The Neighbor - Lisa Gardner [94]
I’m not bad at it. Honestly, the two kids from the first night … couldn’t even pick them out of a lineup. And the episode after that and the episode after that. I can forget them easily enough. But I can’t forgive them, and that doesn’t even make sense.
I’ve started a new tradition on spa nights. After I return to my hotel room, I curl up in a ball and sob hysterically. I don’t know who I’m crying for. Myself and the dreams of the future I once had? For my husband, and the hopes he probably had for us? For my child, who looks up at me so sweetly, without any idea what Mommy really does when she goes away?
Maybe I’m crying for my childhood, for the moments of tenderness and security I never had, so that some depraved part of me must continuously punish myself, as if picking up where my mother left off.
One day, standing in front of the hotel mirror, looking at the huge bruises slowly darkening my ribs, it occurs to me that I don’t want to do this anymore. That somehow I have fallen in love with my husband. That by virtue of never touching me, he has in fact become the most special man in my life.
I want to stay home. I want to feel safe.
It’s a good vow, don’t you think?
Unfortunately, I’m no good at clean, healthy living. I have to hurt. I have to be punished.
If not by myself, then at least by someone else.

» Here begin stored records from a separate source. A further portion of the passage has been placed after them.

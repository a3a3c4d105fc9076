//! Data model for predash
//!
//! All records are immutable values built fresh by the data service on
//! every request; nothing here is persisted or mutated in place.

use serde::{Deserialize, Serialize};

/// Known datasets selectable from the sidebar
#[derive(Debug, Clone, Copy, PartialEq, Eq, Default)]
pub enum Dataset {
    #[default]
    Sales,
    Users,
    Revenue,
    Engagement,
}

impl Dataset {
    pub fn all() -> &'static [Dataset] {
        &[
            Dataset::Sales,
            Dataset::Users,
            Dataset::Revenue,
            Dataset::Engagement,
        ]
    }

    /// Identifier used to key the data service
    pub fn id(&self) -> &'static str {
        match self {
            Dataset::Sales => "sales",
            Dataset::Users => "users",
            Dataset::Revenue => "revenue",
            Dataset::Engagement => "engagement",
        }
    }

    /// Title shown in the sidebar and content header
    pub fn title(&self) -> &'static str {
        match self {
            Dataset::Sales => "Sales Forecast",
            Dataset::Users => "User Growth",
            Dataset::Revenue => "Revenue Prediction",
            Dataset::Engagement => "User Engagement",
        }
    }

    pub fn index(&self) -> usize {
        match self {
            Dataset::Sales => 0,
            Dataset::Users => 1,
            Dataset::Revenue => 2,
            Dataset::Engagement => 3,
        }
    }

    pub fn from_index(idx: usize) -> Self {
        match idx {
            0 => Dataset::Sales,
            1 => Dataset::Users,
            2 => Dataset::Revenue,
            3 => Dataset::Engagement,
            _ => Dataset::Sales,
        }
    }
}

/// Direction of a metric's recent movement
#[derive(Debug, Clone, Copy, PartialEq, Eq, Serialize, Deserialize)]
#[serde(rename_all = "lowercase")]
pub enum Trend {
    Up,
    Down,
    Neutral,
}

/// One summary metric card
#[derive(Debug, Clone, PartialEq, Serialize, Deserialize)]
pub struct Metric {
    /// Unique id within a dataset's metric list
    pub id: String,
    pub title: String,
    /// Pre-formatted display value ("$124,592", "3.2%", ...)
    pub value: String,
    /// Signed percentage change vs the previous period
    pub change: f64,
    pub trend: Trend,
}

/// Descriptive record for one dataset
#[derive(Debug, Clone, PartialEq, Eq, Serialize, Deserialize)]
#[serde(rename_all = "camelCase")]
pub struct DatasetInfo {
    pub id: String,
    pub name: String,
    pub description: String,
    /// Date string (YYYY-MM-DD)
    pub last_updated: String,
}

/// One point of the 12-month historical series
#[derive(Debug, Clone, PartialEq, Serialize, Deserialize)]
pub struct HistoricalPoint {
    /// Display label, "Mon YYYY"
    pub date: String,
    /// Non-negative, rounded to the nearest integer
    pub value: f64,
}

/// One point of the historical + forecast series
///
/// Past points carry `actual`; future points carry `predicted` with a
/// confidence band. The boundary month carries both so the historical
/// and forecast lines join visually.
#[derive(Debug, Clone, PartialEq, Serialize, Deserialize)]
#[serde(rename_all = "camelCase")]
pub struct PredictionPoint {
    pub date: String,
    pub actual: Option<f64>,
    pub predicted: Option<f64>,
    pub upper_bound: Option<f64>,
    pub lower_bound: Option<f64>,
}

/// One row of the tabular dataset view
#[derive(Debug, Clone, PartialEq, Serialize, Deserialize)]
pub struct TableRow {
    pub id: String,
    /// ISO date (YYYY-MM-DD)
    pub date: String,
    pub value: f64,
    /// Day-over-day percentage, rounded to 2 decimals
    pub change: f64,
    pub category: String,
}

#[cfg(test)]
mod tests {
    use super::*;

    #[test]
    fn test_dataset_roundtrip() {
        for ds in Dataset::all() {
            assert_eq!(Dataset::from_index(ds.index()), *ds);
        }
        // Out-of-range index falls back to the default dataset
        assert_eq!(Dataset::from_index(42), Dataset::Sales);
    }

    #[test]
    fn test_trend_serialization() {
        assert_eq!(serde_json::to_string(&Trend::Up).unwrap(), "\"up\"");
        assert_eq!(serde_json::to_string(&Trend::Neutral).unwrap(), "\"neutral\"");
    }

    #[test]
    fn test_dataset_info_camel_case() {
        let info = DatasetInfo {
            id: "sales".into(),
            name: "Sales Forecast".into(),
            description: "Historical sales data with monthly breakdown".into(),
            last_updated: "2023-12-15".into(),
        };
        let json = serde_json::to_string(&info).unwrap();
        assert!(json.contains("\"lastUpdated\":\"2023-12-15\""));
    }
}
//! Error types for predash-core

use thiserror::Error;

/// Core error type for predash operations
///
/// The synthetic data service itself cannot fail, but every fetch
/// carries this error surface so views render failures explicitly
/// instead of swallowing them.
#[derive(Error, Debug, Clone, PartialEq, Eq)]
pub enum CoreError {
    #[error("Data fetch failed for '{dataset}': {message}")]
    FetchFailed { dataset: String, message: String },
}

impl CoreError {
    pub fn fetch_failed(dataset: impl Into<String>, message: impl Into<String>) -> Self {
        Self::FetchFailed {
            dataset: dataset.into(),
            message: message.into(),
        }
    }
}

When I first saw the picture on the computer screen, that single black-and-white image of unspeakable violence being committed against such a small, vulnerable young boy, I should’ve packed up Ree and left. That would’ve been the smart, sensible thing to do.
No wasting time with denial. So Jason was kind, considerate, and, the best I could tell, a remarkable father. It wasn’t like respectable family men couldn’t have dirty little secrets, right? Of all people, I should know that.
Was it the cycle of violence? In my calculating attempt to run away from my family, to pick the one man I thought was the antithesis of everything my father had been, had I run right into the arms of another monster? Maybe darkness speaks to darkness. I didn’t marry my husband because I thought he would save me; I married him to stay with the devil I knew.
I know the moment I saw that photo, I felt a stirring deep inside the ugly part of myself. A bitter sense of recognition. All of a sudden, my perfect husband was no better than me, and heaven help me, I liked that. I really, really liked that.
I told myself I needed more information. I told myself my husband deserved the benefit of the doubt. One explicit photo in the trash bin did not a predator make. Maybe he’d received it by accident and immediately deleted it. Maybe it popped up on some website and he was getting rid of it. There could be a rational explanation. Right?
Truth is, Jason came home that night, and I could still look him in the eye. Truth is, he asked me how my night was, and I told him “Just fine.”
I am an expert on lying. I excel at pretend normal.
And some terrible, angry part of me was happy to once again be in charge.
I took Ree to school. I started teaching sixth grade social studies. I considered my options.
Four weeks later, I made my move. I’d been doing some research on the student population, and my dear friend, Mrs. Lizbet, was helpful as always.
I found Ethan Hastings in the computer lab. He looked up when I entered the room. Immediately, he flushed bright red, and I knew this was going to be even easier than I’d thought.
“Ethan,” I said, the pretty, respectable Mrs. Jones. “Ethan, I have a project for you. I want you to teach me everything you know about the Internet.”
D.D. was pissed off. She exited the Jones residence, slid into her car, and started punching buttons on her cell phone. It was nearly eleven P.M., well after the hour for polite conversation, but then again, she was dialing a state detective and he was used to such things.